The supermarket chain has long offered grocery delivery through its HomeShop. But that service “was more like a five-day window ” and limited to 19 stores, said Adam Williamson, a King Soopers spokesman. This expands King Soopers’ reach to 110 stores out of 152 in Colorado.

“HomeShop is being refined because the customer has changed,” Williamson said. “The model we had before didn’t fit the 24-hour lifestyle of customers.”

San Francisco-based Instacart, which offers grocery delivery for Costco, Natural Grocers and others in the Denver area, is similar to ride-sharing services like Uber and Lyft. The company relies on a team of contract workers who agree to take delivery jobs as they become available. On its site, Instacart promises delivery “in as little as an hour.”
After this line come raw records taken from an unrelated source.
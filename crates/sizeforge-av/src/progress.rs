//! Encoder output to structured progress.
//!
//! ffmpeg reports how much media time it has encoded, either on its stats
//! line (`frame=  240 fps= 48 ... time=00:00:10.00 bitrate=...`, rewritten in
//! place with `\r`) or as `-progress` key lines (`out_time=00:00:10.000000`,
//! `out_time_us=10000000`). The fraction of the pass is that time over the
//! media duration; the ETA extrapolates wall-clock time from the fraction.
//!
//! One [`ProgressParser`] serves exactly one pass and is created fresh for
//! the next.

use std::sync::LazyLock;
use std::time::{Duration, Instant};

use regex::Regex;

static TIME_RE: LazyLock<Regex> = LazyLock::new(|| {
    Regex::new(r"(?:^|\s)(?:out_)?time=\s*(-?)(\d+):(\d{1,2}):(\d{1,2}(?:\.\d+)?)")
        .expect("time pattern is valid")
});

static TIME_US_RE: LazyLock<Regex> =
    LazyLock::new(|| Regex::new(r"^out_time_(?:us|ms)=(-?\d+)$").expect("time_us pattern is valid"));

static SPEED_RE: LazyLock<Regex> = LazyLock::new(|| {
    Regex::new(r"(?:^|\s)speed=\s*(\d+(?:\.\d+)?)x").expect("speed pattern is valid")
});

/// Bare `key=value` lines from `-progress` output and stats lines without a
/// usable timestamp.
static KEY_VALUE_RE: LazyLock<Regex> =
    LazyLock::new(|| Regex::new(r"^[a-z][a-z0-9_]*=\S*$").expect("key=value pattern is valid"));

/// Progress of a single pass.
#[derive(Debug, Clone, Copy, PartialEq)]
pub struct ProgressEvent {
    /// Fraction of the pass completed, in `[0, 1]`.
    pub fraction: f64,
    /// Media time encoded so far, in seconds.
    pub encoded_secs: f64,
    /// Wall-clock time since the pass started.
    pub elapsed: Duration,
    /// Estimated wall-clock seconds until the pass finishes; `None` until
    /// some progress has been made.
    pub eta_secs: Option<f64>,
    /// Encoding speed as a multiple of real time, when the line reports one.
    pub speed: Option<f64>,
}

/// Classification of one line of encoder output.
#[derive(Debug, Clone, PartialEq)]
pub enum ParsedLine {
    Progress(ProgressEvent),
    /// Anything the parser does not recognize, forwarded verbatim.
    Diagnostic(String),
    /// Blank lines and progress bookkeeping with nothing to report.
    Ignored,
}

/// Stateless translator from encoder lines to [`ParsedLine`]s for one pass.
#[derive(Debug, Clone)]
pub struct ProgressParser {
    total_duration: f64,
    started: Instant,
}

impl ProgressParser {
    /// Start parsing a pass over media of `total_duration` seconds.
    pub fn new(total_duration: f64) -> Self {
        Self {
            total_duration,
            started: Instant::now(),
        }
    }

    /// Total media duration this parser measures against.
    pub fn total_duration(&self) -> f64 {
        self.total_duration
    }

    /// Parse a line using the wall-clock time elapsed since construction.
    pub fn parse_line(&self, line: &str) -> ParsedLine {
        self.parse_line_at(line, self.started.elapsed())
    }

    /// Parse a line as if `elapsed` wall-clock time had passed since the
    /// pass started.
    pub fn parse_line_at(&self, line: &str, elapsed: Duration) -> ParsedLine {
        let line = line.trim_end();
        let trimmed = line.trim_start();
        if trimmed.is_empty() {
            return ParsedLine::Ignored;
        }

        if let Some(encoded) = encoded_seconds(trimmed) {
            let speed = encoding_speed(trimmed);
            return ParsedLine::Progress(self.event(encoded, elapsed, speed));
        }

        if KEY_VALUE_RE.is_match(trimmed) || trimmed.contains("time=N/A") {
            return ParsedLine::Ignored;
        }

        ParsedLine::Diagnostic(line.to_string())
    }

    fn event(&self, encoded_secs: f64, elapsed: Duration, speed: Option<f64>) -> ProgressEvent {
        let encoded_secs = encoded_secs.max(0.0);
        let fraction = if self.total_duration > 0.0 {
            (encoded_secs / self.total_duration).clamp(0.0, 1.0)
        } else {
            0.0
        };

        let eta_secs = if fraction > 0.0 {
            Some(elapsed.as_secs_f64() * (1.0 - fraction) / fraction)
        } else {
            None
        };

        ProgressEvent {
            fraction,
            encoded_secs,
            elapsed,
            eta_secs,
            speed,
        }
    }
}

/// Extract the encoded media time from a stats or `-progress` line.
fn encoded_seconds(line: &str) -> Option<f64> {
    if let Some(caps) = TIME_US_RE.captures(line) {
        let micros: i64 = caps[1].parse().ok()?;
        return Some(micros as f64 / 1_000_000.0);
    }

    let caps = TIME_RE.captures(line)?;
    let hours: f64 = caps[2].parse().ok()?;
    let mins: f64 = caps[3].parse().ok()?;
    let secs: f64 = caps[4].parse().ok()?;
    let total = hours * 3600.0 + mins * 60.0 + secs;
    Some(if &caps[1] == "-" { -total } else { total })
}

/// `speed=2.5x` as `2.5`; `speed=N/A` yields nothing.
fn encoding_speed(line: &str) -> Option<f64> {
    SPEED_RE.captures(line)?[1].parse().ok()
}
Amazon launched its same-day grocery delivery service AmazonFresh in Denver last May. And after buying Whole Foods last summer, the company last month began offering two-hour delivery for Whole Foods orders in four U.S. cities. But Williamson said that wasn’t the main reason for the move to Instacart.

“We do a really good job of chasing our customers, not chasing the competition,” he said. “It’s about us listening to our customer needs.”

Customers can order groceries through King Soopers’ and Instacart’s app. Delivery is $11.95. The company also has its curbside pickup called ClickList, which allows customers to shop online but pick up at the store, with workers doing the heavy lifting.